MiniMax releases the MID open source model MiniMax-M1 training costs only $5.35 million.

MiniMax released MiniMax-M1, the first global ** Open Source** large-scale mixed attention reasoning language model. The main features of this model are the integration of **Mode (MoE) and efficient Lighting Attention mechanisms, which have significant advantages in the speed of reasoning, long text processing and performance of complex tasks. In most missions, MiniMax-M1 ** is significantly superior to other open-source large models (e.g. Qwen3, DeepSeek-R1)** and is approaching or even partially exceeding commercial closed-source models. 该模型基于前代模型 MiniMax-Text-01 开发,总参数规模为 4560亿,每个token激活参数为 45.9亿,支持最长 100万tokens 的上下文输入(约为 DeepSeek R1 的8倍)。

# Model version

MiniMax-M1-40K: Context: 1 million MiniMax-M1-80K: Context: 1 million

** Mixed expert model (Mixture-of-Experts, MoE)**

  • Every token activates about 4.590 billion parameters (456 billion total parameters), using only some experts to improve the efficiency of reasoning.

  • Balanced the contradiction between “large model capabilities” and “landable deployments”.

** Lighting Attention mechanism**

  • An optimised approach to attention devoted to the large-scale context**.

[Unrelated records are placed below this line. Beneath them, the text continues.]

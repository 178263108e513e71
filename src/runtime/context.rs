use uuid::Uuid;
use crate::config::EngineConfig;
use crate::runtime::blueprint::NodeIndex;
use crate::runtime::clock::Clock;
use crate::runtime::events::EventBus;
use crate::runtime::registry::ActiveListManager;
use crate::runtime::syscall::Syscall;
use crate::runtime::variables::Variables;

pub type InstanceId = Uuid;

/// Engine-owned collaborators lent to a list for one operation.
pub struct Services<'a> {
    pub clock: &'a Clock,
    pub variables: &'a Variables,
    pub registry: &'a mut ActiveListManager,
    pub events: &'a mut EventBus,
    pub syscall: &'a mut Syscall,
    pub config: &'a EngineConfig,
    pub scene_loading: bool,
}

/// What a node sees while it runs.
pub struct Context<'a> {
    pub instance_id: InstanceId,
    pub graph_id: &'a str,
    pub node_index: NodeIndex,
    pub is_skipping: bool,
    pub clock: &'a Clock,
    pub variables: &'a Variables,
    registry: &'a ActiveListManager,
    syscall: &'a mut Syscall,
    running: bool,
}

impl<'a> Context<'a> {
    pub fn new(
        instance_id: InstanceId,
        graph_id: &'a str,
        node_index: NodeIndex,
        is_skipping: bool,
        services: &'a mut Services<'_>,
    ) -> Self {
        Self {
            instance_id,
            graph_id,
            node_index,
            is_skipping,
            clock: services.clock,
            variables: services.variables,
            registry: &*services.registry,
            syscall: &mut *services.syscall,
            running: false,
        }
    }

    /// Whether the node is mid-execution. Set it in `run` to be called again later.
    pub fn is_running(&self) -> bool {
        self.running
    }

    pub fn set_running(&mut self, running: bool) {
        self.running = running;
    }

    pub fn syscall(&mut self) -> &mut Syscall {
        self.syscall
    }

    pub fn is_graph_running(&self, graph_id: &str) -> bool {
        self.registry.is_graph_running(graph_id)
    }
}
/// One executing instance of a graph.
///
/// Branches advance through continuations: immediate ones are pumped in the
/// same call, deferred ones wait in `pending` until `update` finds them due.
#[derive(Debug)]
pub struct ActionList {
    id: InstanceId,
    graph_id: String,
    nodes: Vec<ActionNode>,
    parameters: ParameterSet,
    settings: ListSettings,
    default_start: NodeIndex,
    start_index: NodeIndex,
    conversation_on_end: Option<String>,
    state: ListState,
    pending: Vec<Continuation>,
    resume_indices: Vec<NodeIndex>,
    pause_requested: bool,
    is_skipping: bool,
    skip_hops: usize,
    template: Option<Arc<Blueprint>>,
}
use serde::{Deserialize, Serialize};
use serde_json::Value;
use crate::runtime::ending::Ending;
use crate::runtime::parameter::Parameter;

pub type NodeIndex = usize;

/// Immutable graph template. Instances copy what they need from it on trigger.
#[derive(Debug, Clone, Serialize, Deserialize)]
pub struct Blueprint {
    pub id: String,
    pub name: String,
    pub nodes: Vec<BlueprintNode>,
    #[serde(default)]
    pub start_index: NodeIndex,
    #[serde(default)]
    pub parameters: Vec<Parameter>,
    #[serde(default)]
    pub settings: ListSettings,
}

/// Template node. `params` is handed to the factory registered under `kind`.
#[derive(Debug, Clone, Serialize, Deserialize)]
pub struct BlueprintNode {
    pub kind: String,
    #[serde(default)]
    pub id: String,
    #[serde(default)]
    pub title: String,
    #[serde(default = "enabled_by_default")]
    pub enabled: bool,
    #[serde(default = "single_continue")]
    pub endings: Vec<Ending>,
    #[serde(default)]
    pub params: Value,
}

fn enabled_by_default() -> bool {
    true
}

fn single_continue() -> Vec<Ending> {
    vec![Ending::Continue]
}

impl BlueprintNode {
    pub fn new(kind: impl Into<String>, params: Value) -> Self {
        Self {
            kind: kind.into(),
            id: String::new(),
            title: String::new(),
            enabled: true,
            endings: single_continue(),
            params,
        }
    }

    pub fn with_endings(mut self, endings: Vec<Ending>) -> Self {
        self.endings = endings;
        self
    }

    pub fn disabled(mut self) -> Self {
        self.enabled = false;
        self
    }
}

#[derive(Debug, Clone, Copy, PartialEq, Eq, Default, Serialize, Deserialize)]
pub enum ListMode {
    /// Blocks gameplay while running. Only these lists can be skipped.
    #[default]
    PauseGameplay,
    RunInBackground,
}

/// Execution flags carried from the template to every instance.
#[derive(Debug, Clone, PartialEq, Serialize, Deserialize)]
#[serde(default)]
pub struct ListSettings {
    pub mode: ListMode,
    pub skippable: bool,
    pub multi_instance: bool,
    pub survive_scene_change: bool,
    /// Keep scaled-time waits while pause menus freeze the game.
    pub unfreeze_pause_menus: Option<bool>,
    /// Seconds to wait before the first node when started from index 0.
    pub start_delay: f32,
}

impl Default for ListSettings {
    fn default() -> Self {
        Self {
            mode: ListMode::PauseGameplay,
            skippable: true,
            multi_instance: false,
            survive_scene_change: false,
            unfreeze_pause_menus: None,
            start_delay: 0.0,
        }
    }
}

impl ListSettings {
    pub fn is_skippable(&self) -> bool {
        self.mode == ListMode::PauseGameplay && self.skippable
    }
}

  • MiniMax-M1 was calculated at only 25 per cent of the 100,000 tokens generated tasks compared to models such as DeepSeek R1.

** Super-long context **

  • The background of 1 million token, far more than most of the same models (e.g. DeepSeek R1 supports 128K).

Training costs

  • RL intensive training only takes 3 weeks + 512 H800 GPU

  • ** Total cost is only $5.35 million**

MiniMax-M1 Performance

I’ll be right back

1. ** Mathematical and logical reasoning**

  • High score in AIME 2024 competition 86.0%

  • near-full (96.8%) at MATH-500

  • Demonstrating excellent thinking in the chain (Chain-of-Thought)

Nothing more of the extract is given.